■ SOURCE DATA:
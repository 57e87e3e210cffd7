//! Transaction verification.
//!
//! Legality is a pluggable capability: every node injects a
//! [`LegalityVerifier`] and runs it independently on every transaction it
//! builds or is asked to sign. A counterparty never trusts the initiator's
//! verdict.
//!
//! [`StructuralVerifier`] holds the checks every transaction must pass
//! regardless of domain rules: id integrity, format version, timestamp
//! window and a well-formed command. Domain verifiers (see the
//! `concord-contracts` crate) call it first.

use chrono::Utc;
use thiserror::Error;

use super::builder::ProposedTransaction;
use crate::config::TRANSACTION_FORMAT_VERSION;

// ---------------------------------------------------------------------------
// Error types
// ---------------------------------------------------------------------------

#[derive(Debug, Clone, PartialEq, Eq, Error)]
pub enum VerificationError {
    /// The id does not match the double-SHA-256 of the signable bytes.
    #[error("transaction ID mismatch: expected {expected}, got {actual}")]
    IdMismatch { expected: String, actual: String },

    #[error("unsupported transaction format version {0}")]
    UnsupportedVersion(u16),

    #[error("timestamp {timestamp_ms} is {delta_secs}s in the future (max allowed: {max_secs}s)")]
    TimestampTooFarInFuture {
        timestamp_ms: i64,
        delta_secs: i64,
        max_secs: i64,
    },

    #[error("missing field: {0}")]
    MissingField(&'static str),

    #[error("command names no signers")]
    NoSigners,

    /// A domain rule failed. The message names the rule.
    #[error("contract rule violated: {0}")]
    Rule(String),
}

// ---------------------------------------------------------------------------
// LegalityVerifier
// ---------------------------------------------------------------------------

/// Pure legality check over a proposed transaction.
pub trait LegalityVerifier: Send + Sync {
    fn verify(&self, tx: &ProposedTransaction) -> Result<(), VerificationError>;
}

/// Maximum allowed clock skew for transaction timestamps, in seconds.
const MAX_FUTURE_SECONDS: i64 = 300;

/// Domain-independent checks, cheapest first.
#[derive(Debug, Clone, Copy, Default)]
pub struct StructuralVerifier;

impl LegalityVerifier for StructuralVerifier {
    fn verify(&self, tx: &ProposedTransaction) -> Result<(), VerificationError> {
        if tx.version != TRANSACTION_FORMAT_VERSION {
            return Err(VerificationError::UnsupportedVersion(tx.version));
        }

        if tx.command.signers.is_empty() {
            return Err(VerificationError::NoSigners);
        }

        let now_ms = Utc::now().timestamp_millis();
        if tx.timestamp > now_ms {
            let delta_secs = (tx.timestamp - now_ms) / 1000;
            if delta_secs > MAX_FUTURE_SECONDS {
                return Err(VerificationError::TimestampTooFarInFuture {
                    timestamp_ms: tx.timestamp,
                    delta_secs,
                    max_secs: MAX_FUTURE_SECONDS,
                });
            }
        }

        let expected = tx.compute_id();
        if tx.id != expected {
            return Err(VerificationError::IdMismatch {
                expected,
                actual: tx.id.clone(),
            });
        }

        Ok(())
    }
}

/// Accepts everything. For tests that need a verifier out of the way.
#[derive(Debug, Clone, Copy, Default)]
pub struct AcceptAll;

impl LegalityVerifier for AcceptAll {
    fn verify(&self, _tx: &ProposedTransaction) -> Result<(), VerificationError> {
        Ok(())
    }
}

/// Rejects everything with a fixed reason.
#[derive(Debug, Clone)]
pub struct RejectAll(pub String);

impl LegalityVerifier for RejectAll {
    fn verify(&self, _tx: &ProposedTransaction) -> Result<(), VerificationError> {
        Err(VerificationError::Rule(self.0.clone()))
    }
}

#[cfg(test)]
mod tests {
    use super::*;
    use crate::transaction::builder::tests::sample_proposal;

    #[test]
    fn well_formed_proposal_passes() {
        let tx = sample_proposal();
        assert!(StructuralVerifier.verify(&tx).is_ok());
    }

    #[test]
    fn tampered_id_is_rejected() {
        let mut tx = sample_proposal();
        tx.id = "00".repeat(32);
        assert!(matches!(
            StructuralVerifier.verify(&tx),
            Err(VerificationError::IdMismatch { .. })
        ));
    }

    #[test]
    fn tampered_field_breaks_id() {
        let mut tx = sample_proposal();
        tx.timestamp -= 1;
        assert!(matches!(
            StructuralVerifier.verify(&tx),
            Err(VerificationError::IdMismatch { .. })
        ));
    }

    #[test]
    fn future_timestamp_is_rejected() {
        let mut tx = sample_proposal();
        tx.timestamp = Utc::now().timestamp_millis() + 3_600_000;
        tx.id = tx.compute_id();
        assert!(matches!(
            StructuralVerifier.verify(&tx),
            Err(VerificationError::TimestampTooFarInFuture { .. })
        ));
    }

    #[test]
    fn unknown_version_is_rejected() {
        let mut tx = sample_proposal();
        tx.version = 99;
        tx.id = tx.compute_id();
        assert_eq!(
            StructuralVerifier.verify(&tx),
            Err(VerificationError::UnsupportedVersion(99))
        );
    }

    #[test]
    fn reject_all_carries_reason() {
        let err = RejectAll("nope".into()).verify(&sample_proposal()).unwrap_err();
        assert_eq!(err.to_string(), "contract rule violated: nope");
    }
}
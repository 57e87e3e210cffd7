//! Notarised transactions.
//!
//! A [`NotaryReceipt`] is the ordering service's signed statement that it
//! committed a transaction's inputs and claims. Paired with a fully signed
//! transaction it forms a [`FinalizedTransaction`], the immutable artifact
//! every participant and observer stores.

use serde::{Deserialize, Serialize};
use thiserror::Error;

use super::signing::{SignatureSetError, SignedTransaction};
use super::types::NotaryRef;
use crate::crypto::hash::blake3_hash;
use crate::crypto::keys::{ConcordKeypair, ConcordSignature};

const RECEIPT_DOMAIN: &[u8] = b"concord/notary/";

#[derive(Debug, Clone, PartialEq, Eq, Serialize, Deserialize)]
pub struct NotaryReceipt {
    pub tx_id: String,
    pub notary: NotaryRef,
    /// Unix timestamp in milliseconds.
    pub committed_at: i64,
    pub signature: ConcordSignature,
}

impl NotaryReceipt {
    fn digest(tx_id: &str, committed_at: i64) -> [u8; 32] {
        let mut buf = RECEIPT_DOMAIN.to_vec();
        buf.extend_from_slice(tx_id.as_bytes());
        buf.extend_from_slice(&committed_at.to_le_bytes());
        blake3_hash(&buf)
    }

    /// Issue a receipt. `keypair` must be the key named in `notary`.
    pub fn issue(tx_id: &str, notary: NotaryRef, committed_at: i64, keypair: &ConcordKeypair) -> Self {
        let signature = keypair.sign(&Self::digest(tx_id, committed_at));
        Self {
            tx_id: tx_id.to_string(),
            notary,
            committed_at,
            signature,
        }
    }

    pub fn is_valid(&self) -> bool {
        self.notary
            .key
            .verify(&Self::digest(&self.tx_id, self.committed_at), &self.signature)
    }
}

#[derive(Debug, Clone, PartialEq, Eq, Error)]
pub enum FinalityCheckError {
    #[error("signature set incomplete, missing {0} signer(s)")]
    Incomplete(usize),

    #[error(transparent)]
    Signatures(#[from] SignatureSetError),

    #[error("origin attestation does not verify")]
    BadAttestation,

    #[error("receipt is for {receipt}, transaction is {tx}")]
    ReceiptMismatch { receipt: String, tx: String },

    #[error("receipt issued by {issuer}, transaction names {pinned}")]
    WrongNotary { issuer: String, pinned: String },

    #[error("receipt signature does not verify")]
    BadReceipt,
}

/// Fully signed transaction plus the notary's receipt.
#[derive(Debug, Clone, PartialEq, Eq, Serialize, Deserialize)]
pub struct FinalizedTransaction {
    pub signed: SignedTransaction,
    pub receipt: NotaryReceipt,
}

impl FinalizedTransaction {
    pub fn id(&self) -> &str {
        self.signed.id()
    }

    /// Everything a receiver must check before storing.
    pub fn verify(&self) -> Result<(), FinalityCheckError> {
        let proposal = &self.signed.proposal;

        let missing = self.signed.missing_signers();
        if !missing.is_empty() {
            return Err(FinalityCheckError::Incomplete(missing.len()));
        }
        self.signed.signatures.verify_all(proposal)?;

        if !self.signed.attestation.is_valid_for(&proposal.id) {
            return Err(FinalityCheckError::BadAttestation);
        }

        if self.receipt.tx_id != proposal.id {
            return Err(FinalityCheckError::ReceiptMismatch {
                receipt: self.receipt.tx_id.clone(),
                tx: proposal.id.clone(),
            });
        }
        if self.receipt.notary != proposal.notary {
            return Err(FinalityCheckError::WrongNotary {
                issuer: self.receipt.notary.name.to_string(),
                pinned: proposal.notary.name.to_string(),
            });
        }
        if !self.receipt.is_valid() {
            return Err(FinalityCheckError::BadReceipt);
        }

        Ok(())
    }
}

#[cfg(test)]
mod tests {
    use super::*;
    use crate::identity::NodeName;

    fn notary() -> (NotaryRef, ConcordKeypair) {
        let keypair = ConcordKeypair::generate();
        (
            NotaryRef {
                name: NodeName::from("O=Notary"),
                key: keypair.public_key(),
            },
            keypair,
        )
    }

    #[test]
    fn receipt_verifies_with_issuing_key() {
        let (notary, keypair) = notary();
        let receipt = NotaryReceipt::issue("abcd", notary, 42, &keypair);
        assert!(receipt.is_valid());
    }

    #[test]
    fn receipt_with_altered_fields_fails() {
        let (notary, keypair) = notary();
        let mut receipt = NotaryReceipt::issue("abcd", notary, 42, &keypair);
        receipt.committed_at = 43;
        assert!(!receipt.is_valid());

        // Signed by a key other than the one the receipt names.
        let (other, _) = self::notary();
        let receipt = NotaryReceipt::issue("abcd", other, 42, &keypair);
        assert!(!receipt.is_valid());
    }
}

■ TASK PROMPT: Return the line where "fn notary() ->" appears, then every line after it to the end of the listing, all exactly as written.

■ PROBLEM SOLUTION:
    fn notary() -> (NotaryRef, ConcordKeypair) {
        let keypair = ConcordKeypair::generate();
        (
            NotaryRef {
                name: NodeName::from("O=Notary"),
                key: keypair.public_key(),
            },
            keypair,
        )
    }

    #[test]
    fn receipt_verifies_with_issuing_key() {
        let (notary, keypair) = notary();
        let receipt = NotaryReceipt::issue("abcd", notary, 42, &keypair);
        assert!(receipt.is_valid());
    }

    #[test]
    fn receipt_with_altered_fields_fails() {
        let (notary, keypair) = notary();
        let mut receipt = NotaryReceipt::issue("abcd", notary, 42, &keypair);
        receipt.committed_at = 43;
        assert!(!receipt.is_valid());

        // Signed by a key other than the one the receipt names.
        let (other, _) = self::notary();
        let receipt = NotaryReceipt::issue("abcd", other, 42, &keypair);
        assert!(!receipt.is_valid());
    }
}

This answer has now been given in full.